J. Wilkerson v. B. Wheeler
2014 U.S. App. LEXIS 21809
| 9th Cir. | 2014Background
- Plaintiff Adonai El‑Shaddai (aka James Wilkerson), an incarcerated prisoner, alleges three correctional officers used excessive force when restraining him in the prison law library after he delayed returning to his cell to retrieve legal documents.
- Officers Wheeler and Albonico tackled and restrained him; Sergeant Turner assisted. El‑Shaddai was issued a prison disciplinary citation for resisting an officer and was found guilty; that result was upheld on state habeas review.
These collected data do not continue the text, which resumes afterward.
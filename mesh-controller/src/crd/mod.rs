//! SMI custom resource definitions consumed by the Topology Builder (spec.md
//! §6 "Inbound"), styled after `operator/src/crd/site.rs` and
//! `operator/src/crd/policy.rs`'s `#[derive(CustomResource)]` pattern.

pub mod http_route_group;
pub mod tcp_route;
pub mod traffic_split;
pub mod traffic_target;

pub use http_route_group::{HttpMatchSpec, HttpRouteGroup, HttpRouteGroupSpec};
pub use tcp_route::{TcpRoute, TcpRouteSpec};
pub use traffic_split::{RouteRef, TrafficSplit, TrafficSplitBackendSpec, TrafficSplitSpec};
pub use traffic_target::{IdentityBindingSubject, TrafficTarget, TrafficTargetRule, TrafficTargetSpec};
- El‑Shaddai sued under 42 U.S.C. § 1983 against the three officers and the prison librarian. Defendants moved for summary judgment on exhaustion grounds; the magistrate and district court granted summary judgment as to Turner, finding the prison grievance failed to put Turner on notice.
- Prior to trial, the court denied appointment of counsel (no volunteer counsel available) and excluded some incarcerated witnesses and documents. The district court instructed the jury that it was established El‑Shaddai resisted and was disciplined for that resistance. The jury found for defendants.
- On appeal, the Ninth Circuit reversed summary judgment for Turner (holding the grievance sufficiently alleged Turner’s conduct), found the jury instruction misleading under Heck/Simpson principles, vacated the judgment as to the other officers, and remanded for a new trial.
Issues
| Issue | Plaintiff's Argument | Defendant's Argument | Held |
|---|---|---|---|
| Whether El‑Shaddai exhausted administrative remedies as to Turner | Grievance named Turner as a responding officer and described Turner’s specific conduct; thus it gave adequate notice | Grievance described only Wheeler and Albonico; it did not put Turner on notice to defend | Reversed summary judgment: grievance sufficiently alerted prison to Turner’s alleged conduct and exhausted remedies |
| Whether Heck v. Humphrey required the court to instruct the jury that El‑Shaddai resisted and was disciplined | Heck does not apply because any disciplinary loss of credits could not extend an indeterminate life sentence; prison discipline did not affect duration of confinement | District court argued Heck barred inconsistent findings and supported instruction to prevent collateral attack on disciplinary decision | Heck did not require the instruction; giving it was unnecessary and misleading |
| Whether the jury instruction (that resistance was "established") improperly limited plaintiff’s testimony under Simpson v. Thomas | Instruction conflicted with El‑Shaddai’s testimony that he only delayed leaving for legal papers and did not physically resist; Simpson bars using Heck as an evidentiary exclusion | Instruction reflected disciplinary finding and risked informing jury of credibly established resistance | Instruction was misleading and prejudicial; likely affected verdict; reversal and new trial required |
| Whether denial of appointed counsel or exclusion of witnesses/documents required reversal | Plaintiff argued his incarcerated status and inability to subpoena witnesses justified appointed counsel and admission of evidence | Court found no exceptional circumstances for appointed counsel and excluded certain witnesses/evidence under procedural rules | Court vacated judgment on jury‑instruction grounds and did not reach the counsel/exclusion issues on the merits; those claims left for remand |
Key Cases Cited
- Heck v. Humphrey, 512 U.S. 477 (Sup. Ct. 1994) (§ 1983 damages claim barred if success would imply invalidity of conviction or sentence)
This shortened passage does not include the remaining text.